When I was a kid, in the summer my family would rent a cabin for a week or two on a lake in upstate1 New York. The lake was small enough that motor boats weren't permitted, so it was a very quiet place. It was a good place to get away to.
A lot of the residents had boat docks, and a number had floats to swim to. These floats were anchored with pieces of slate from an abandoned quarry nearby. In the winter, the iced-over lake would sometimes break the cords from the float to the anchor, and the owner would have to get a new piece of slate.
The slate quarry had been abandoned for years. There was a deep pit with greenish water in the bottom, and a huge pile of unused slate pieces. The pile was almost a small hill. It towered above its surrounds; I'd guess it was thirty or more feet high. On the pile were pieces that made particularly good anchors, since they had holes drilled through them.
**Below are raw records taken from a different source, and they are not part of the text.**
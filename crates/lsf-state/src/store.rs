//! StateStore: redb-backed persistence for function apps.
//!
//! Values are JSON-serialized into redb's `&[u8]` value columns. The store
//! supports both on-disk and in-memory backends (the latter for testing).

use std::path::Path;
use std::sync::Arc;

use lsf_core::FunctionApp;
use redb::{Database, ReadableDatabase, ReadableTable};
use tracing::debug;

use crate::error::{StateError, StateResult};
use crate::tables::FUNCTION_APPS;

/// Convert any `Display` error into a `StateError` variant via a closure factory.
macro_rules! map_err {
    ($variant:ident) => {
        |e| StateError::$variant(e.to_string())
    };
}

/// Thread-safe state store backed by redb.
#[derive(Clone)]
pub struct StateStore {
    db: Arc<Database>,
}

impl StateStore {
    /// Open (or create) a persistent state store at the given path.
    pub fn open(path: &Path) -> StateResult<Self> {
        let db = Database::create(path).map_err(map_err!(Open))?;
        let store = Self { db: Arc::new(db) };
        store.ensure_tables()?;
        debug!(?path, "state store opened");
        Ok(store)
    }

    /// Create an ephemeral in-memory state store.
    pub fn open_in_memory() -> StateResult<Self> {
        let backend = redb::backends::InMemoryBackend::new();
        let db = Database::builder()
            .create_with_backend(backend)
            .map_err(map_err!(Open))?;
        let store = Self { db: Arc::new(db) };
        store.ensure_tables()?;
        debug!("in-memory state store opened");
        Ok(store)
    }

    fn ensure_tables(&self) -> StateResult<()> {
        let txn = self.db.begin_write().map_err(map_err!(Transaction))?;
        // Opening a table in a write transaction creates it if absent.
        txn.open_table(FUNCTION_APPS).map_err(map_err!(Table))?;
        txn.commit().map_err(map_err!(Transaction))?;
        Ok(())
    }

    /// Insert or replace a function app.
    pub fn put_app(&self, app: &FunctionApp) -> StateResult<()> {
        let value = serde_json::to_vec(app).map_err(map_err!(Serialize))?;
        let txn = self.db.begin_write().map_err(map_err!(Transaction))?;
        {
            let mut table = txn.open_table(FUNCTION_APPS).map_err(map_err!(Table))?;
            table
                .insert(app.id.as_str(), value.as_slice())
                .map_err(map_err!(Write))?;
        }
        txn.commit().map_err(map_err!(Transaction))?;
        debug!(app_id = %app.id, "function app stored");
        Ok(())
    }

    pub fn get_app(&self, id: &str) -> StateResult<Option<FunctionApp>> {
        let txn = self.db.begin_read().map_err(map_err!(Transaction))?;
        let table = txn.open_table(FUNCTION_APPS).map_err(map_err!(Table))?;
        match table.get(id).map_err(map_err!(Read))? {
            Some(guard) => {
                let app: FunctionApp =
                    serde_json::from_slice(guard.value()).map_err(map_err!(Deserialize))?;
                Ok(Some(app))
            }
            None => Ok(None),
        }
    }

    /// List all function apps, ordered by id.
    pub fn list_apps(&self) -> StateResult<Vec<FunctionApp>> {
        let txn = self.db.begin_read().map_err(map_err!(Transaction))?;
        let table = txn.open_table(FUNCTION_APPS).map_err(map_err!(Table))?;
        let mut results = Vec::new();
        for entry in table.iter().map_err(map_err!(Read))? {
            let (_, value) = entry.map_err(map_err!(Read))?;
            let app: FunctionApp =
                serde_json::from_slice(value.value()).map_err(map_err!(Deserialize))?;
            results.push(app);
        }
        Ok(results)
    }

    /// Delete an app together with everything it owns. Returns true if it existed.
    pub fn delete_app(&self, id: &str) -> StateResult<bool> {
        let txn = self.db.begin_write().map_err(map_err!(Transaction))?;
        let existed;
        {
            let mut table = txn.open_table(FUNCTION_APPS).map_err(map_err!(Table))?;
            existed = table.remove(id).map_err(map_err!(Write))?.is_some();
        }
        txn.commit().map_err(map_err!(Transaction))?;
        debug!(app_id = %id, existed, "function app deleted");
        Ok(existed)
    }
}

#[cfg(test)]
mod tests {
    use std::collections::BTreeMap;

    use lsf_core::*;

    use super::*;

    fn test_app(id: &str) -> FunctionApp {
        FunctionApp {
            id: id.to_string(),
            name: "pipeline".to_string(),
            components: vec![Component {
                name: "grab".to_string(),
                memory_mb: 128,
                runtime_ms: 100,
                files: vec!["grab.py".to_string()],
            }],
            links: Vec::new(),
            latency_limit_ms: 200,
            compositions: vec![FunctionComposition {
                id: FunctionComposition::content_id(id, &["grab".to_string()]),
                function_app_id: id.to_string(),
                components: vec!["grab".to_string()],
                status: BuildStatus::Pending,
                build: None,
                deployments: vec![Deployment {
                    id: "dep-1".to_string(),
                    function_composition_id: format!("grab-{id}"),
                    node: "node-a".to_string(),
                    namespace: "application".to_string(),
                    routing_table: Default::default(),
                    status: DeploymentStatus::WaitingForBuild,
                }],
            }],
            layout_candidates: BTreeMap::new(),
            active_layout_key: None,
            created_at: 1000,
            updated_at: 1000,
        }
    }

    #[test]
    fn app_put_and_get() {
        let store = StateStore::open_in_memory().unwrap();
        let app = test_app("app-1");

        store.put_app(&app).unwrap();
        let retrieved = store.get_app("app-1").unwrap();

        assert_eq!(retrieved, Some(app));
    }

    #[test]
    fn app_get_nonexistent_returns_none() {
        let store = StateStore::open_in_memory().unwrap();
        assert!(store.get_app("missing").unwrap().is_none());
    }

    #[test]
    fn app_update_in_place() {
        let store = StateStore::open_in_memory().unwrap();
        let mut app = test_app("app-1");
        store.put_app(&app).unwrap();

        app.active_layout_key = Some("max_rate".to_string());
        app.compositions[0].status = BuildStatus::Built;
        store.put_app(&app).unwrap();

        let retrieved = store.get_app("app-1").unwrap().unwrap();
        assert_eq!(retrieved.active_layout_key.as_deref(), Some("max_rate"));
        assert_eq!(retrieved.compositions[0].status, BuildStatus::Built);
        assert_eq!(store.list_apps().unwrap().len(), 1);
    }

    #[test]
    fn app_list_is_ordered_by_id() {
        let store = StateStore::open_in_memory().unwrap();
        store.put_app(&test_app("b")).unwrap();
        store.put_app(&test_app("a")).unwrap();

        let ids: Vec<String> = store.list_apps().unwrap().into_iter().map(|a| a.id).collect();
        assert_eq!(ids, vec!["a", "b"]);
    }

    #[test]
    fn app_delete_removes_owned_records() {
        let store = StateStore::open_in_memory().unwrap();
        store.put_app(&test_app("app-1")).unwrap();

        assert!(store.delete_app("app-1").unwrap());
        assert!(store.get_app("app-1").unwrap().is_none());
        assert!(!store.delete_app("app-1").unwrap());
    }

    #[test]
    fn persistence_survives_reopen() {
        let dir = tempfile::tempdir().unwrap();
        let db_path = dir.path().join("lsf.redb");

        {
            let store = StateStore::open(&db_path).unwrap();
            store.put_app(&test_app("app-1")).unwrap();
        }

        let store = StateStore::open(&db_path).unwrap();
        let app = store.get_app("app-1").unwrap();
        assert_eq!(app.map(|a| a.name), Some("pipeline".to_string()));
    }
}
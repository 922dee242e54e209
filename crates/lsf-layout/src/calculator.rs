//! Layout calculator: fixed-point loop around the placement solver.
//!
//! Each iteration sends the scenario to the solver, estimates replicas for
//! the groups it returns and feeds the refreshed profiles back in. The loop
//! stops once two consecutive iterations produce the same
//! [`ConvergenceKey`].
//!
//! Replica counts carried between iterations only ever grow (the maximum
//! seen so far per component), which keeps the loop from oscillating
//! between two layouts. The returned layout is sized from a fresh estimate
//! of the converged grouping, not from those maxima.

use std::collections::HashMap;
use std::fmt;
use std::sync::Arc;

use lsf_core::{
    ComponentProfile, CompositionInfo, Layout, LayoutScenario, LsfConfig, NodeId, ScenarioLink,
};
use tracing::{debug, info};

use crate::error::{LayoutError, LayoutResult};
use crate::sizing::{DEFAULT_ARRIVAL_RATE, group_arrival_rate, required_replicas};
use crate::solver::{
    EdgeAttr, PlacementSolver, SolverEdge, SolverNode, SolverNodeId, SolverParams, SolverRequest,
};

/// Platform parameters the calculator plans against.
#[derive(Debug, Clone)]
pub struct CalculatorConfig {
    /// Nodes in the order solver groups are assigned to them.
    pub platform_nodes: Vec<NodeId>,
    /// Delay for every call that crosses nodes (ms).
    pub platform_delay_ms: u32,
    pub max_iterations: u32,
}

impl CalculatorConfig {
    pub fn from_config(config: &LsfConfig) -> Self {
        Self {
            platform_nodes: config.platform.nodes.clone(),
            platform_delay_ms: config.platform.delay_ms,
            max_iterations: config.layout.max_iterations,
        }
    }
}

/// Shape summary of one iteration's outcome.
#[derive(Debug, Clone, Copy, PartialEq, Eq)]
pub struct ConvergenceKey {
    pub groups: usize,
    /// Solver cost, truncated toward zero.
    pub opt_cost: i64,
    pub memory_signature: u64,
}

impl fmt::Display for ConvergenceKey {
    fn fmt(&self, f: &mut fmt::Formatter<'_>) -> fmt::Result {
        write!(f, "{}-{}-{}", self.groups, self.opt_cost, self.memory_signature)
    }
}

/// A solver group resolved to profile indices and the node hosting it.
#[derive(Debug, Clone)]
struct Group {
    node: NodeId,
    members: Vec<usize>,
}

pub struct LayoutCalculator {
    solver: Arc<dyn PlacementSolver>,
    config: CalculatorConfig,
}

impl LayoutCalculator {
    pub fn new(solver: Arc<dyn PlacementSolver>, config: CalculatorConfig) -> Self {
        Self { solver, config }
    }

    pub fn config(&self) -> &CalculatorConfig {
        &self.config
    }

    /// Compute a stable layout for `scenario`.
    pub fn calculate_layout(&self, scenario: &LayoutScenario) -> LayoutResult<Layout> {
        if scenario.profiles.is_empty() {
            return Err(LayoutError::EmptyScenario {
                scenario: scenario.key.clone(),
            });
        }

        let mut working = scenario.clone();
        let mut max_seen: HashMap<String, u32> = scenario
            .profiles
            .iter()
            .map(|p| (p.name.clone(), p.required_replicas.max(1)))
            .collect();
        let mut previous: Option<ConvergenceKey> = None;

        for iteration in 0..self.config.max_iterations {
            let request = self.build_request(&working);
            let response =
                self.solver
                    .solve(&request)
                    .map_err(|source| LayoutError::Solver {
                        scenario: scenario.key.clone(),
                        iteration,
                        source,
                    })?;

            if response.latency < 0.0 {
                return Err(LayoutError::Infeasible {
                    scenario: scenario.key.clone(),
                    latency_ms: scenario.latency_requirement_ms,
                });
            }
            if response.layout.len() > self.config.platform_nodes.len() {
                return Err(LayoutError::InsufficientCapacity {
                    scenario: scenario.key.clone(),
                    groups: response.layout.len(),
                    nodes: self.config.platform_nodes.len(),
                });
            }

            let groups = self.resolve_groups(&working, &response.layout, iteration)?;
            let estimated = estimate_replicas(&working, &groups);

            let mut next = working.clone();
            for (profile, replicas) in next.profiles.iter_mut().zip(&estimated) {
                let seen = max_seen.entry(profile.name.clone()).or_insert(1);
                *seen = (*seen).max(*replicas);
                profile.required_replicas = *seen;
            }

            let key = ConvergenceKey {
                groups: groups.len(),
                opt_cost: response.opt_cost as i64,
                memory_signature: next.memory_signature(),
            };
            debug!(
                scenario = %scenario.key,
                iteration,
                %key,
                latency = response.latency,
                "layout iteration"
            );

            if previous == Some(key) {
                let layout = materialize(&working, &groups, &estimated);
                info!(
                    scenario = %scenario.key,
                    iterations = iteration + 1,
                    groups = layout.len(),
                    "layout converged"
                );
                return Ok(layout);
            }

            previous = Some(key);
            working = next;
        }

        Err(LayoutError::NoConvergence {
            scenario: scenario.key.clone(),
            iterations: self.config.max_iterations,
        })
    }

    fn build_request(&self, scenario: &LayoutScenario) -> SolverRequest {
        let index: HashMap<&str, usize> = scenario
            .profiles
            .iter()
            .enumerate()
            .map(|(i, p)| (p.name.as_str(), i + 1))
            .collect();

        let mut nodes = Vec::with_capacity(scenario.profiles.len() + 1);
        nodes.push(SolverNode {
            id: SolverNodeId::root(),
            mem: 0,
            runtime: 0,
        });
        for (i, profile) in scenario.profiles.iter().enumerate() {
            nodes.push(SolverNode {
                id: SolverNodeId::Profile(i + 1),
                mem: profile.effective_memory(
                    scenario.invocation_shared_memory_ratio,
                    scenario.target_concurrency,
                ),
                runtime: profile.runtime_ms,
            });
        }

        let mut edges = Vec::with_capacity(scenario.links.len() + 1);
        edges.push(SolverEdge {
            from: SolverNodeId::root(),
            to: SolverNodeId::Profile(1),
            attr: root_edge_attr(&scenario.profiles[0], &scenario.links),
        });
        for link in &scenario.links {
            let (Some(&from), Some(&to)) = (
                index.get(link.from.as_str()),
                index.get(link.to.as_str()),
            ) else {
                continue;
            };
            edges.push(SolverEdge {
                from: SolverNodeId::Profile(from),
                to: SolverNodeId::Profile(to),
                attr: EdgeAttr {
                    rate: link.invocation_rate,
                    data: link.data_delay_ms,
                },
            });
        }

        SolverRequest {
            params: SolverParams {
                root: 1,
                memory: scenario.available_node_memory_mb,
                latency: scenario.latency_requirement_ms,
                cp_end: scenario.profiles.len(),
                delay: self.config.platform_delay_ms,
            },
            nodes,
            edges,
        }
    }

    /// Map solver groups onto platform nodes. Group `i` lands on node `i`;
    /// the root label is ignored and empty groups are dropped.
    fn resolve_groups(
        &self,
        scenario: &LayoutScenario,
        layout: &[Vec<SolverNodeId>],
        iteration: u32,
    ) -> LayoutResult<Vec<Group>> {
        let mut groups = Vec::with_capacity(layout.len());
        for (node, ids) in self.config.platform_nodes.iter().zip(layout) {
            let mut members = Vec::with_capacity(ids.len());
            for id in ids {
                match id {
                    SolverNodeId::Profile(n) if (1..=scenario.profiles.len()).contains(n) => {
                        if !members.contains(&(n - 1)) {
                            members.push(n - 1);
                        }
                    }
                    SolverNodeId::Label(_) => {}
                    other => {
                        return Err(LayoutError::UnknownNode {
                            scenario: scenario.key.clone(),
                            iteration,
                            node: other.to_string(),
                        });
                    }
                }
            }
            if !members.is_empty() {
                members.sort_unstable();
                groups.push(Group {
                    node: node.clone(),
                    members,
                });
            }
        }
        Ok(groups)
    }
}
I assume the holes had been used to insert sticks of dynamite when the quarry was working.
One time I tagged along with my father on a trip to get a new piece of slate for an anchor. He cautiously climbed up the base of a smaller pile and started looking for a good-sized piece with a hole. When I started up, he warned me away. The slate pile wasn't very stable; it would be easy to start a slide, which could be very dangerous. Okay, I thought; that made sense. I got down and waited for him to find a piece and bring it down.
I forgot about the incident for years, until I was much older. Thinking about it one day, I realized that it was a classic example of The Dad Thing: that aura of responsibility and competence that a father2 can exude. When my father warned me away, I assumed that he knew how to walk on a slate pile. He probably learned it from his father, or maybe in the Army. He's a dad; of course he knows esoteric skills like walking on slate piles.
Needless to say, upon reflection I was amused by how easily I believed my dad's warning. Of course he didn't have a skill in walking on slate piles! He just employed caution, which I probably wouldn't have. That the big secret of The Dad Thing: common sense, with a bit of not letting on that you don't know how to do something.
"Upstate" New York means different things to different people. To New York City and Long Island dwellers, upstate means the entire rest of the state. To me, raised in southern New York west of the Hudson, it meant anything above Albany. The lake in question is on the New York-Vermont border, east of the southern tip of Lake Champlain. Everybody in New York, with the possible exception of the Plattsburghers and Potsdammed, agrees that this is upstate.
Okay, mothers can have this quality too. My dad exhibited it more than my mom, though.